Skupia się ona na sferze emocjonalnej i procesach myślowych, zachowaniu. Pomaga wyedukować i zrozumieć specyfikę problemu, ale też koncentruje się na „tu i teraz”. Wpływamy na codzienne funkcjonowanie. Ta terapia ma protokoły terapeutyczne dostosowane do konkretnych zaburzeń, ma też narzędzia, z których pacjenci mogą korzystać, stąd jest jedną z bardziej rekomendowanych w tym przypadku. Dodatkowo stosujemy terapię systemową, którą włączamy w przypadku nieletniego pacjenta, gdy widzimy, że problem tkwi w relacjach rodzinnych.
To truizm, ale z zaburzeniami żywienia mierzy się cała rodzina. Bliscy stają się często wrogiem. Jak wygląda ta relacja?
Bywa różnie, bo bliscy często nie wykazują się zrozumieniem. Ich reakcje są nieadekwatne i mało wspierające. Mogą mieć dobre intencje, zazwyczaj chcą pomóc, ale nie zawsze to wychodzi. Rodzice czasem popełniają błędy zupełnie mimo woli. Zaburzenia odżywiania są na tyle ciężkim zaburzeniem, że osoba chorująca nie dostrzega sama problemu. W anoreksji często występuje egosyntoniczność, czyli „zlanie z problemem”, traktowanie go jako nieodłącznej części „ja”. Takie postrzeganie może prowadzić do licznych konfliktów z bliskimi, którzy przecież chcą dla nas dobrze.

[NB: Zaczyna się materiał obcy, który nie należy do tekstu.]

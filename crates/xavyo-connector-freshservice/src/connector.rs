//! Freshservice connector entry point.

use std::sync::Arc;

use async_trait::async_trait;
use tracing::{info, instrument};
use xavyo_connector::annotations::Annotations;
use xavyo_connector::config::ConnectorConfig;
use xavyo_connector::error::ConnectorResult;
use xavyo_connector::traits::{Connector, ConnectorMetadata, ResourceSyncer, TicketManager};

use crate::agent_groups::AgentGroupSyncer;
use crate::agents::AgentSyncer;
use crate::client::FreshserviceClient;
use crate::config::FreshserviceConfig;
use crate::pagination::PageOptions;
use crate::requester_groups::RequesterGroupSyncer;
use crate::requesters::RequesterSyncer;
use crate::roles::RoleSyncer;
use crate::ticketing::FreshserviceTicketing;

/// Freshservice connector.
#[derive(Debug)]
pub struct FreshserviceConnector {
    config: FreshserviceConfig,
    client: Arc<FreshserviceClient>,
    ticketing: Option<FreshserviceTicketing>,
}

impl FreshserviceConnector {
    /// Creates a new connector.
    ///
    /// # Errors
    ///
    /// Returns an error if the configuration is invalid or the HTTP client
    /// cannot be built.
    pub fn new(config: FreshserviceConfig) -> ConnectorResult<Self> {
        config.validate()?;
        let client = Arc::new(FreshserviceClient::new(&config)?);
        let ticketing = config
            .ticketing
            .then(|| FreshserviceTicketing::new(Arc::clone(&client)));

        info!(
            subdomain = %config.subdomain(),
            ticketing = config.ticketing,
            "Freshservice connector created"
        );

        Ok(Self {
            config,
            client,
            ticketing,
        })
    }

    #[must_use]
    pub fn config(&self) -> &FreshserviceConfig {
        &self.config
    }

    #[must_use]
    pub fn client(&self) -> &FreshserviceClient {
        &self.client
    }
}

#[async_trait]
impl Connector for FreshserviceConnector {
    fn metadata(&self) -> ConnectorMetadata {
        ConnectorMetadata {
            display_name: "Freshservice Connector".to_string(),
            description:
                "Connector syncing users, groups, roles and requester groups from Freshservice."
                    .to_string(),
        }
    }

    /// Lists a single agent to prove the key and subdomain work.
    #[instrument(skip(self), fields(subdomain = %self.config.subdomain()))]
    async fn validate(&self) -> ConnectorResult<Annotations> {
        let page = self.client.list_agents(PageOptions::new(1, 1)).await?;
        info!("Freshservice credentials validated");
        Ok(Annotations::new().with_rate_limit(page.rate_limit))
    }

    fn resource_syncers(&self) -> Vec<Box<dyn ResourceSyncer>> {
        vec![
            Box::new(AgentSyncer::new(Arc::clone(&self.client))),
            Box::new(RequesterSyncer::new(Arc::clone(&self.client))),
            Box::new(AgentGroupSyncer::new(Arc::clone(&self.client))),
            Box::new(RoleSyncer::new(Arc::clone(&self.client))),
            Box::new(RequesterGroupSyncer::new(Arc::clone(&self.client))),
        ]
    }

    fn ticketing(&self) -> Option<&dyn TicketManager> {
        self.ticketing
            .as_ref()
            .map(|t| t as &dyn TicketManager)
    }
}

To naprawdę trudne emocje. U osoby z zaburzeniami włącza się często wewnętrzny krytyk, który tylko eskaluje konflikt i wywołuje frustracje.
Czego nie mówić i nie robić? Jak wspierać osoby z zaburzeniami?
Nie koncentrujmy się na samym wyglądzie. Nie komentujmy jakości i ilości jedzenia. Przekierowujmy uwagę na inne aspekty – samopoczucia, spędzania wolnego czasu. Jeśli coś nas martwi, mówmy o tym otwarcie. Nie oceniajmy człowieka. Pytajmy wprost, jak można pomóc. Towarzyszmy w tym zaburzeniu. Nie zostawiajmy takiej osoby samej.